Task data:
┌────────

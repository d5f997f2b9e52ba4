//! Tree explainer
//!
//! Exact TreeSHAP attributions for a fitted [`RandomForestRegressor`], averaged
//! over its trees the same way the forest averages its predictions.
use crate::data::{AttributionMatrix, Matrix};
use crate::errors::ShapDashError;
use crate::forest::RandomForestRegressor;
use crate::shapley::predict_contributions_row_shapley;
use rayon::prelude::*;

pub struct TreeExplainer<'a> {
    forest: &'a RandomForestRegressor,
}

impl<'a> TreeExplainer<'a> {
    pub fn new(forest: &'a RandomForestRegressor) -> Result<Self, ShapDashError> {
        if !forest.is_fitted() {
            return Err(ShapDashError::NotFitted);
        }
        Ok(TreeExplainer { forest })
    }

    /// The mean model output over the training data.
    pub fn expected_value(&self) -> f64 {
        let trees = &self.forest.trees;
        trees.iter().map(|t| t.get_average_leaf_weights(0)).sum::<f64>() / trees.len() as f64
    }

    /// Row major contributions, `data.cols + 1` values per row; the last value
    /// of each row is the expected value.
    pub fn predict_contributions(&self, data: &Matrix<f64>) -> Vec<f64> {
        let width = data.cols + 1;
        let n_trees = self.forest.trees.len() as f64;
        let mut contribs = vec![0.0; data.rows * width];
        data.index
            .par_iter()
            .zip(contribs.par_chunks_mut(width))
            .for_each(|(row, c)| {
                let r = data.get_row(*row);
                for tree in &self.forest.trees {
                    predict_contributions_row_shapley(tree, &r, c);
                }
                c.iter_mut().for_each(|v| *v /= n_trees);
            });
        contribs
    }

    /// Attribution matrix for `data`, one column per feature name.
    pub fn shap_values(&self, data: &Matrix<f64>, feature_names: &[String]) -> Result<AttributionMatrix, ShapDashError> {
        if feature_names.len() != data.cols {
            return Err(ShapDashError::Schema(format!(
                "{} feature names for {} columns",
                feature_names.len(),
                data.cols
            )));
        }
        if self.forest.n_features() > 0 && self.forest.n_features() != data.cols {
            return Err(ShapDashError::Schema(format!(
                "model was fit on {} features, data has {}",
                self.forest.n_features(),
                data.cols
            )));
        }
        let width = data.cols + 1;
        let contribs = self.predict_contributions(data);
        let values: Vec<f64> = contribs
            .chunks(width)
            .flat_map(|c| c[..data.cols].iter().copied())
            .collect();
        Ok(AttributionMatrix::from_row_major(feature_names.to_vec(), &values, data.rows)?
            .with_expected_value(self.expected_value()))
    }
}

└────────

Exercise goal:
Your task is to reproduce all the material exactly as it stands.

Written response:
repository d5f997f2b9e52ba4
//! Tree explainer
//!
//! Exact TreeSHAP attributions for a fitted [`RandomForestRegressor`], averaged
//! over its trees the same way the forest averages its predictions.
use crate::data::{AttributionMatrix, Matrix};
use crate::errors::ShapDashError;
use crate::forest::RandomForestRegressor;
use crate::shapley::predict_contributions_row_shapley;
use rayon::prelude::*;

pub struct TreeExplainer<'a> {
    forest: &'a RandomForestRegressor,
}

impl<'a> TreeExplainer<'a> {
    pub fn new(forest: &'a RandomForestRegressor) -> Result<Self, ShapDashError> {
        if !forest.is_fitted() {
            return Err(ShapDashError::NotFitted);
        }
        Ok(TreeExplainer { forest })
    }

    /// The mean model output over the training data.
    pub fn expected_value(&self) -> f64 {
        let trees = &self.forest.trees;
        trees.iter().map(|t| t.get_average_leaf_weights(0)).sum::<f64>() / trees.len() as f64
    }

    /// Row major contributions, `data.cols + 1` values per row; the last value
    /// of each row is the expected value.
    pub fn predict_contributions(&self, data: &Matrix<f64>) -> Vec<f64> {
        let width = data.cols + 1;
        let n_trees = self.forest.trees.len() as f64;
        let mut contribs = vec![0.0; data.rows * width];
        data.index
            .par_iter()
            .zip(contribs.par_chunks_mut(width))
            .for_each(|(row, c)| {
                let r = data.get_row(*row);
                for tree in &self.forest.trees {
                    predict_contributions_row_shapley(tree, &r, c);
                }
                c.iter_mut().for_each(|v| *v /= n_trees);
            });
        contribs
    }

    /// Attribution matrix for `data`, one column per feature name.
    pub fn shap_values(&self, data: &Matrix<f64>, feature_names: &[String]) -> Result<AttributionMatrix, ShapDashError> {
        if feature_names.len() != data.cols {
            return Err(ShapDashError::Schema(format!(
                "{} feature names for {} columns",
                feature_names.len(),
                data.cols
            )));
        }
        if self.forest.n_features() > 0 && self.forest.n_features() != data.cols {
            return Err(ShapDashError::Schema(format!(
                "model was fit on {} features, data has {}",
                self.forest.n_features(),
                data.cols
            )));
        }
        let width = data.cols + 1;
        let contribs = self.predict_contributions(data);
        let values: Vec<f64> = contribs
            .chunks(width)
            .flat_map(|c| c[..data.cols].iter().copied())
            .collect();
        Ok(AttributionMatrix::from_row_major(feature_names.to_vec(), &values, data.rows)?
            .with_expected_value(self.expected_value()))
    }
}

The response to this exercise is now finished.